Jim Delany says College Football Playoff doesn't define Big Ten:

Big 10 teams sticking with nine league games.

http://www.espn.com/college-football/story/_/id/25460556/big-ten-commissioner-jim-delany-there-no-plans-reduce-number-league-games-nine-eight


I'd have to agree with their decision. With 6 teams not above .500 there really isn't any need to schedule weaker teams. They already have them. And it's an easier way for them to keep all of the money for that game in the Big Ten.
If they played 8 conference games like God's Conference they would have more teams over .500.

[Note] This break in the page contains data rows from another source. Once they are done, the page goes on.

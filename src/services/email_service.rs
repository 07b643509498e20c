use async_trait::async_trait;
use lettre::{
    message::header::ContentType, transport::smtp::authentication::Credentials, AsyncSmtpTransport,
    AsyncTransport, Message, Tokio1Executor,
};
use std::{env, time::Duration};

#[derive(Debug, thiserror::Error)]
pub enum EmailError {
    #[error("Failed to build email message: {0}")]
    MessageBuild(String),
    #[error("Failed to send email: {0}")]
    SendFailed(String),
    #[error("Configuration error: {0}")]
    ConfigError(String),
}

#[async_trait]
pub trait EmailService: Send + Sync {
    async fn send_reset_code(
        &self,
        to_email: &str,
        code: &str,
        valid_minutes: i64,
    ) -> Result<(), EmailError>;
}

/// Logs outgoing mail instead of sending it. Used when SMTP is not configured.
pub struct MockEmailService;

impl MockEmailService {
    pub fn new() -> Self {
        Self
    }
}

impl Default for MockEmailService {
    fn default() -> Self {
        Self::new()
    }
}

#[async_trait]
impl EmailService for MockEmailService {
    async fn send_reset_code(
        &self,
        to_email: &str,
        code: &str,
        valid_minutes: i64,
    ) -> Result<(), EmailError> {
        tracing::info!("📧 [MOCK EMAIL] Password reset code to: {}", to_email);
        tracing::info!("   Subject: {}", RESET_SUBJECT);
        tracing::info!("   Code: {} (valid for {} minutes)", code, valid_minutes);
        tracing::info!("   ---");
        Ok(())
    }
}

const RESET_SUBJECT: &str = "Код подтверждения для сброса пароля";

pub fn render_reset_email(code: &str, valid_minutes: i64, sender_name: &str) -> String {
    format!(
        r#"
<!DOCTYPE html>
<html>
<head>
    <meta charset="utf-8">
</head>
<body style="font-family: Arial, sans-serif; max-width: 600px; margin: 0 auto; padding: 20px;">
    <p>Уважаемый пользователь!</p>
    <p>Ваш код подтверждения для доступа к сервису: <strong>{code}</strong></p>
    <p>Код действителен в течение {valid_minutes} минут. Не передавайте его третьим лицам.</p>
    <p style="color: #666; font-size: 14px;">Если вы не запрашивали данный код, проигнорируйте это письмо.</p>
    <p style="color: #999; font-size: 12px; margin-top: 40px;">С уважением,<br>Служба безопасности {sender_name}</p>
</body>
</html>
"#
    )
}

pub struct SmtpEmailService {
    mailer: AsyncSmtpTransport<Tokio1Executor>,
    from_email: String,
    from_name: String,
}

impl SmtpEmailService {
    pub fn new() -> Result<Self, EmailError> {
        let smtp_host = env::var("SMTP_HOST")
            .map_err(|_| EmailError::ConfigError("SMTP_HOST not set".to_string()))?;
        let smtp_port = env::var("SMTP_PORT")
            .unwrap_or_else(|_| "587".to_string())
            .parse::<u16>()
            .map_err(|_| EmailError::ConfigError("Invalid SMTP_PORT".to_string()))?;
        let smtp_username = env::var("SMTP_USERNAME")
            .map_err(|_| EmailError::ConfigError("SMTP_USERNAME not set".to_string()))?;
        let smtp_password = env::var("SMTP_PASSWORD")
            .map_err(|_| EmailError::ConfigError("SMTP_PASSWORD not set".to_string()))?;
        let from_email = env::var("SMTP_FROM_EMAIL").unwrap_or_else(|_| smtp_username.clone());
        let from_name = env::var("SMTP_FROM_NAME").unwrap_or_else(|_| "GuideForU".to_string());
        let timeout = env::var("SMTP_TIMEOUT_SECS")
            .unwrap_or_else(|_| "15".to_string())
            .parse::<u64>()
            .map(Duration::from_secs)
            .map_err(|_| EmailError::ConfigError("Invalid SMTP_TIMEOUT_SECS".to_string()))?;

        let encryption = env::var("SMTP_ENCRYPTION").unwrap_or_else(|_| "starttls".to_string());

        let credentials = Credentials::new(smtp_username, smtp_password);

        let mailer = match encryption.to_lowercase().as_str() {
            "tls" => AsyncSmtpTransport::<Tokio1Executor>::relay(&smtp_host)
                .map_err(|e| EmailError::ConfigError(format!("SMTP relay error: {}", e)))?
                .port(smtp_port)
                .credentials(credentials)
                .timeout(Some(timeout))
                .build(),
            "starttls" => AsyncSmtpTransport::<Tokio1Executor>::starttls_relay(&smtp_host)
                .map_err(|e| EmailError::ConfigError(format!("SMTP starttls error: {}", e)))?
                .port(smtp_port)
                .credentials(credentials)
                .timeout(Some(timeout))
                .build(),
            "none" => AsyncSmtpTransport::<Tokio1Executor>::builder_dangerous(&smtp_host)
                .port(smtp_port)
                .credentials(credentials)
                .timeout(Some(timeout))
                .build(),
            _ => {
                return Err(EmailError::ConfigError(format!(
                    "Invalid SMTP_ENCRYPTION value: {}. Use 'tls', 'starttls', or 'none'",
                    encryption
                )))
            }
        };

        Ok(Self {
            mailer,
            from_email,
            from_name,
        })
    }
}

#[async_trait]
impl EmailService for SmtpEmailService {
    async fn send_reset_code(
        &self,
        to_email: &str,
        code: &str,
        valid_minutes: i64,
    ) -> Result<(), EmailError> {
        let html_body = render_reset_email(code, valid_minutes, &self.from_name);

        let email = Message::builder()
            .from(
                format!("{} <{}>", self.from_name, self.from_email)
                    .parse()
                    .map_err(|e| {
                        EmailError::MessageBuild(format!("Invalid from address: {}", e))
                    })?,
            )
            .to(to_email
                .parse()
                .map_err(|e| EmailError::MessageBuild(format!("Invalid to address: {}", e)))?)
            .subject(RESET_SUBJECT)
            .header(ContentType::TEXT_HTML)
            .body(html_body)
            .map_err(|e| EmailError::MessageBuild(e.to_string()))?;

        self.mailer
            .send(email)
            .await
            .map_err(|e| EmailError::SendFailed(e.to_string()))?;

        Ok(())
    }
}

pub fn create_email_service() -> Box<dyn EmailService> {
    if env::var("SMTP_HOST").is_ok() {
        match SmtpEmailService::new() {
            Ok(service) => {
                tracing::info!("Using SMTP email service");
                Box::new(service)
            }
            Err(e) => {
                tracing::warn!(
                    "Failed to initialize SMTP email service: {}. Falling back to mock service",
                    e
                );
                Box::new(MockEmailService::new())
            }
        }
    } else {
        tracing::info!(
            "SMTP not configured. Using mock email service (reset codes will be logged to console)"
        );
        Box::new(MockEmailService::new())
    }
}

Technically you're right. One more.


The rest would need more than one win to get above .500
Your math is off.


I stand corrected. The Fightin Gophers would have a shot too. And my math was off on the number of teams the Big 10 has that isn't over .500. I said six but it is actually 7. That's HALF the conference. Which emphasizes my point even more that the Big Ten already has enough weak teams already without the need to try and go find more to play. So, they of course could prefer to keep the money in the conference without a major amount of fear that the outcome would be much different than the alternative. So as I inferred insidiously crafty smart on their part.


But to get back to your assertion that the Big Ten would have more teams. Purdue lost to Eastern Michigan. So there is no guarantee that they or Minny would have won their extra cupcake game.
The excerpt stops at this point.